US teens Contraceptive Uses Figure Rose

The brain's planning areas tend to develop particularly late in teen boys, but the latest figures from the CDC on condom use are highly heartening: The number of teen boys who used condoms "at first sex" rose 9 percentage points between 2002 and 2010.

Clearly, when it matters, they're planning ahead.

The full release from the CDC is below — including the latest snapshot of teen sex nationwide —

More teen males using condoms

The percentage of teen males aged 15-19 years in the United States who used a condom the first time they had sex increased between 2002 and 2006-2010, according to a report from the Centers for Disease Control and Prevention.

The report, "Teenagers in the United States: Sexual Activity, Contraceptive Use, and Childbearing, 2006-2010 National Survey of Family Growth," from CDC's National Center for Health Statistics, found that 8 in 10 teen males used a condom at first sex, an increase of 9 percentage points from 2002. The study also found that 16 percent of teen males used a condom in combination with a female partner's hormonal method, a 6 percentage point increase from 2002.

Other findings include:

In 2006-2010, about 43 percent of never-married female teens (4.4 million), and about 42 percent of never-married male teens (4.5 million) had had sexual intercourse at least once (were sexually experienced).
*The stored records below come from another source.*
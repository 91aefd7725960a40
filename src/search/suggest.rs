//! "Did you mean" suggestions for query terms missing from the vocabulary.

use rapidfuzz::distance::jaro_winkler;

use super::index::IndexSnapshot;

/// Minimum Jaro-Winkler similarity for a vocabulary term to be suggested.
const SUGGESTION_THRESHOLD: f64 = 0.8;

/// Maximum suggestions returned per term.
const MAX_SUGGESTIONS: usize = 3;

/// A vocabulary term similar to a query term.
#[derive(Debug, Clone, PartialEq)]
pub struct Suggestion {
    pub term: String,
    /// Similarity in 0.0..=1.0, higher is better
    pub score: f64,
}

/// Ranks indexed terms by similarity to `term`.
pub(crate) fn suggest(index: &IndexSnapshot, term: &str) -> Vec<Suggestion> {
    let mut suggestions: Vec<Suggestion> = index
        .vocabulary()
        .filter_map(|candidate| {
            let score = jaro_winkler::similarity(term.chars(), candidate.chars());
            (score >= SUGGESTION_THRESHOLD).then(|| Suggestion {
                term: candidate.to_string(),
                score,
            })
        })
        .collect();

    suggestions.sort_by(|a, b| b.score.total_cmp(&a.score).then_with(|| a.term.cmp(&b.term)));
    suggestions.truncate(MAX_SUGGESTIONS);
    suggestions
}

#[cfg(test)]
mod tests {
    use super::*;
    use crate::corpus::RawRecord;
    use crate::search::{IndexSettings, ParsedQuery, build_index};
    use assert2::{check, let_assert};
    use tokio_util::sync::CancellationToken;

    fn index() -> IndexSnapshot {
        let_assert!(
            Ok(index) = build_index(
                vec![RawRecord::new(
                    "#a",
                    "P",
                    "Quaternion kinematics",
                    "method",
                    "orthonormalize"
                )],
                &IndexSettings::default(),
                &CancellationToken::new(),
            )
        );
        index
    }

    #[test]
    fn test_misspelling_suggested() {
        let suggestions = suggest(&index(), "quaternoin");
        check!(suggestions.first().map(|s| s.term.as_str()) == Some("quaternion"));
    }

    #[test]
    fn test_unrelated_term_has_no_suggestions() {
        check!(suggest(&index(), "zzzz").is_empty());
    }

    #[test]
    fn test_snapshot_suggestions_only_for_missing_terms() {
        let index = index();
        let query = ParsedQuery::parse("quaternion kinematcs", true);
        let suggestions = index.suggestions(&query);
        check!(suggestions.len() == 1);
        check!(suggestions[0].0 == "kinematcs");
        check!(suggestions[0].1[0].term == "kinematics");
    }
}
These levels of sexual experience have not changed significantly from 2002, though over the past 20 years there has been a decline in the percentages of those who were sexually experienced.
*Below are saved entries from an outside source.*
//! Inverted index snapshot and its builder.

use crate::corpus::{DocId, Document, LoadedCorpus, RawRecord, RecordIssue, load_corpus};
use crate::error::SearchError;
use crate::fingerprint::{Fingerprint, corpus_fingerprint};
use ahash::AHashMap;
use serde::{Deserialize, Serialize};
use std::{
    collections::BTreeMap,
    time::{Duration, Instant},
};
use tokio_util::sync::CancellationToken;

use super::query::ParsedQuery;
use super::tokenize::tokenize;
use super::{SearchHit, SearchOptions, scoring, snippet, suggest};

/// The field of a document a token occurrence came from.
#[derive(Debug, Clone, Copy, PartialEq, Eq, PartialOrd, Ord, Hash, Serialize)]
pub enum Field {
    Title,
    Category,
    Body,
}

/// Multipliers applied to term frequency depending on the field.
#[derive(Debug, Clone, Copy, PartialEq, Serialize, Deserialize)]
#[serde(default, deny_unknown_fields)]
pub struct FieldWeights {
    pub title: f32,
    pub category: f32,
    pub body: f32,
}

impl Default for FieldWeights {
    fn default() -> Self {
        Self {
            title: 5.0,
            category: 3.0,
            body: 1.0,
        }
    }
}

impl FieldWeights {
    pub const fn weight(&self, field: Field) -> f32 {
        match field {
            Field::Title => self.title,
            Field::Category => self.category,
            Field::Body => self.body,
        }
    }
}

/// Scoring parameters fixed at build time and carried by the snapshot.
#[derive(Debug, Clone, Copy, PartialEq)]
pub struct IndexSettings {
    pub weights: FieldWeights,
    /// Added once per satisfied phrase constraint
    pub phrase_bonus: f32,
}

impl Default for IndexSettings {
    fn default() -> Self {
        Self {
            weights: FieldWeights::default(),
            phrase_bonus: 10.0,
        }
    }
}

/// One (token, document, field) occurrence group.
#[derive(Debug, Clone, PartialEq, Eq)]
pub struct Posting {
    pub doc: DocId,
    pub field: Field,
    /// Term frequency within the field
    pub tf: u32,
    /// Token positions within the field, ascending
    pub positions: Vec<u32>,
}

/// All postings for one token, sorted by `(doc, field)`.
#[derive(Debug, Clone, PartialEq, Eq)]
pub struct PostingsList {
    postings: Vec<Posting>,
    doc_freq: u32,
}

impl PostingsList {
    pub fn postings(&self) -> &[Posting] {
        &self.postings
    }

    /// Number of distinct documents containing the token.
    pub const fn doc_freq(&self) -> u32 {
        self.doc_freq
    }

    /// Distinct documents containing the token, ascending.
    pub fn doc_ids(&self) -> Vec<DocId> {
        let mut docs: Vec<DocId> = self.postings.iter().map(|p| p.doc).collect();
        docs.dedup();
        docs
    }

    /// The postings belonging to one document (at most one per field).
    pub fn for_doc(&self, doc: DocId) -> &[Posting] {
        let start = self.postings.partition_point(|p| p.doc < doc);
        let end = start + self.postings[start..].partition_point(|p| p.doc == doc);
        &self.postings[start..end]
    }
}

/// Statistics reported after a build.
#[derive(Debug, Clone)]
pub struct BuildSummary {
    pub accepted: usize,
    pub rejected: usize,
    pub duplicates: usize,
    pub issues: Vec<RecordIssue>,
    pub terms: usize,
    pub postings: usize,
    pub elapsed: Duration,
}

/// An immutable, fully built index over one corpus.
#[derive(Debug)]
pub struct IndexSnapshot {
    documents: Vec<Document>,
    /// Total token count per document, indexed by `DocId`
    doc_lengths: Vec<u32>,
    terms: BTreeMap<String, PostingsList>,
    settings: IndexSettings,
    fingerprint: Fingerprint,
    summary: BuildSummary,
}

impl IndexSnapshot {
    pub fn documents(&self) -> &[Document] {
        &self.documents
    }

    pub fn document(&self, id: DocId) -> Option<&Document> {
        self.documents.get(id.index())
    }

    pub fn document_count(&self) -> usize {
        self.documents.len()
    }

    pub fn doc_length(&self, id: DocId) -> u32 {
        self.doc_lengths.get(id.index()).copied().unwrap_or(0)
    }

    pub fn term_count(&self) -> usize {
        self.terms.len()
    }

    pub const fn settings(&self) -> &IndexSettings {
        &self.settings
    }

    pub const fn fingerprint(&self) -> Fingerprint {
        self.fingerprint
    }

    pub const fn summary(&self) -> &BuildSummary {
        &self.summary
    }

    pub fn postings(&self, term: &str) -> Option<&PostingsList> {
        self.terms.get(term)
    }

    /// Looks up a term, returning the index-owned key alongside its postings.
    pub(crate) fn entry(&self, term: &str) -> Option<(&str, &PostingsList)> {
        self.terms
            .get_key_value(term)
            .map(|(key, list)| (key.as_str(), list))
    }

    /// All indexed terms starting with `prefix`, in lexicographic order.
    pub fn terms_with_prefix<'a>(
        &'a self,
        prefix: &'a str,
    ) -> impl Iterator<Item = (&'a str, &'a PostingsList)> + 'a {
        self.terms
            .range::<str, _>((std::ops::Bound::Included(prefix), std::ops::Bound::Unbounded))
            .take_while(move |(term, _)| term.starts_with(prefix))
            .map(|(term, list)| (term.as_str(), list))
    }

    pub fn vocabulary(&self) -> impl Iterator<Item = &str> {
        self.terms.keys().map(String::as_str)
    }

    /// Inverse document frequency: `ln(total_docs / doc_freq)`, floored at 1.
    pub fn idf(&self, list: &PostingsList) -> f32 {
        let total = self.documents.len() as f32;
        let doc_freq = list.doc_freq().max(1) as f32;
        (total / doc_freq).ln().max(1.0)
    }

    /// Parses and evaluates a query against this snapshot.
    ///
    /// An empty or all-stop-word query yields no results rather than every document.
    pub fn search(
        &self,
        query: &str,
        options: &SearchOptions,
        cancel: &CancellationToken,
    ) -> Result<Vec<SearchHit>, SearchError> {
        let parsed = ParsedQuery::parse(query, options.prefix_enabled);
        self.search_parsed(&parsed, options, cancel)
    }

    /// Evaluates an already parsed query.
    pub fn search_parsed(
        &self,
        query: &ParsedQuery,
        options: &SearchOptions,
        cancel: &CancellationToken,
    ) -> Result<Vec<SearchHit>, SearchError> {
        let ranked = scoring::rank(self, query, options.max_results, cancel)?;
        tracing::trace!("Query {:?} ranked {} documents", query, ranked.len());
        Ok(snippet::assemble(self, ranked, options.snippet_chars))
    }

    /// "Did you mean" suggestions for required terms that are not indexed.
    pub fn suggestions(&self, query: &ParsedQuery) -> Vec<(String, Vec<suggest::Suggestion>)> {
        query
            .required
            .iter()
            .filter(|term| !self.terms.contains_key(term.as_str()))
            .map(|term| (term.clone(), suggest::suggest(self, term)))
            .filter(|(_, suggestions)| !suggestions.is_empty())
            .collect()
    }
}

/// Accumulates postings for documents in id order before finalization.
#[derive(Default)]
pub(crate) struct IndexBuilder {
    /// Map from term to postings, appended in ascending document order
    postings: AHashMap<String, Vec<Posting>>,
    /// Total token count per document
    doc_lengths: Vec<u32>,
}

impl IndexBuilder {
    fn with_capacity(documents: usize) -> Self {
        Self {
            postings: AHashMap::default(),
            doc_lengths: Vec::with_capacity(documents),
        }
    }

    /// Tokenizes every field of a document and records its postings.
    fn add_document(&mut self, doc: &Document) {
        let length = self.add_field(doc.id, Field::Title, &doc.title)
            + self.add_field(doc.id, Field::Category, doc.category.label())
            + self.add_field(doc.id, Field::Body, &doc.text);
        self.doc_lengths.push(length);
    }

    fn add_field(&mut self, doc: DocId, field: Field, text: &str) -> u32 {
        let tokens = tokenize(text);
        let length = tokens.len() as u32;

        let mut positions: AHashMap<String, Vec<u32>> = AHashMap::with_capacity(tokens.len());
        for token in tokens {
            positions.entry(token.term).or_default().push(token.position);
        }

        for (term, positions) in positions {
            self.postings.entry(term).or_default().push(Posting {
                doc,
                field,
                tf: positions.len() as u32,
                positions,
            });
        }

        length
    }

    /// Sorts every postings list and freezes the builder into a snapshot.
    fn finalize(
        self,
        corpus: LoadedCorpus,
        settings: IndexSettings,
        fingerprint: Fingerprint,
        start: Instant,
    ) -> IndexSnapshot {
        let mut postings_total = 0;
        let terms: BTreeMap<String, PostingsList> = self
            .postings
            .into_iter()
            .map(|(term, mut postings)| {
                postings.sort_by_key(|p| (p.doc, p.field));
                postings_total += postings.len();
                let mut doc_freq = 0;
                let mut last = None;
                for posting in &postings {
                    if last != Some(posting.doc) {
                        doc_freq += 1;
                        last = Some(posting.doc);
                    }
                }
                (term, PostingsList { postings, doc_freq })
            })
            .collect();

        let summary = BuildSummary {
            accepted: corpus.documents.len(),
            rejected: corpus.rejected_count(),
            duplicates: corpus.duplicate_count(),
            issues: corpus.issues,
            terms: terms.len(),
            postings: postings_total,
            elapsed: start.elapsed(),
        };

        tracing::info!(
            "Built search index {}: {} documents, {} unique terms, {} postings ({} skipped, {} duplicates) in {:?}",
            fingerprint,
            summary.accepted,
            summary.terms,
            summary.postings,
            summary.rejected,
            summary.duplicates,
            summary.elapsed
        );

        IndexSnapshot {
            documents: corpus.documents,
            doc_lengths: self.doc_lengths,
            terms,
            settings,
            fingerprint,
            summary,
        }
    }
}

/// Builds a complete snapshot from one corpus in a single pass.
///
/// Nothing is visible to readers until the returned snapshot is published. The
/// cancellation token is checked once per document.
pub fn build_index(
    records: Vec<RawRecord>,
    settings: &IndexSettings,
    cancel: &CancellationToken,
) -> Result<IndexSnapshot, SearchError> {
    let start = Instant::now();
    let fingerprint = corpus_fingerprint(&records);
    let corpus = load_corpus(records);

    let mut builder = IndexBuilder::with_capacity(corpus.documents.len());
    for doc in &corpus.documents {
        if cancel.is_cancelled() {
            tracing::info!("Index build cancelled after {} documents", doc.id.0);
            return Err(SearchError::BuildCancelled);
        }
        builder.add_document(doc);
    }

    Ok(builder.finalize(corpus, *settings, fingerprint, start))
}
Seventy-eight percent of females and 85 percent of males used a method of contraception at first sex. With a few exceptions, teenagers' use of contraceptives has changed little since 2002, and the condom remained the most commonly used method.

One exception was an increase among males in the use of condoms and in dual use–the use of a condom combined with a partner's use of hormonal contraceptive at first sex.

Another exception was a significant increase in the percent of female teenagers who used hormonal methods other than the pill, such as injectables and the contraceptive patch, at first sex. Six percent of teen females used a non-pill hormonal method at first sex in the latest survey compared to 2 percent in 2002.

Despite long term improvements in pregnancy risk behaviours among teens, differences still exist among Hispanic origin and race groups. Non-Hispanic black males have the highest percentages who are sexually experienced, and Hispanic males have the highest percentages using no contraceptive method at last sex.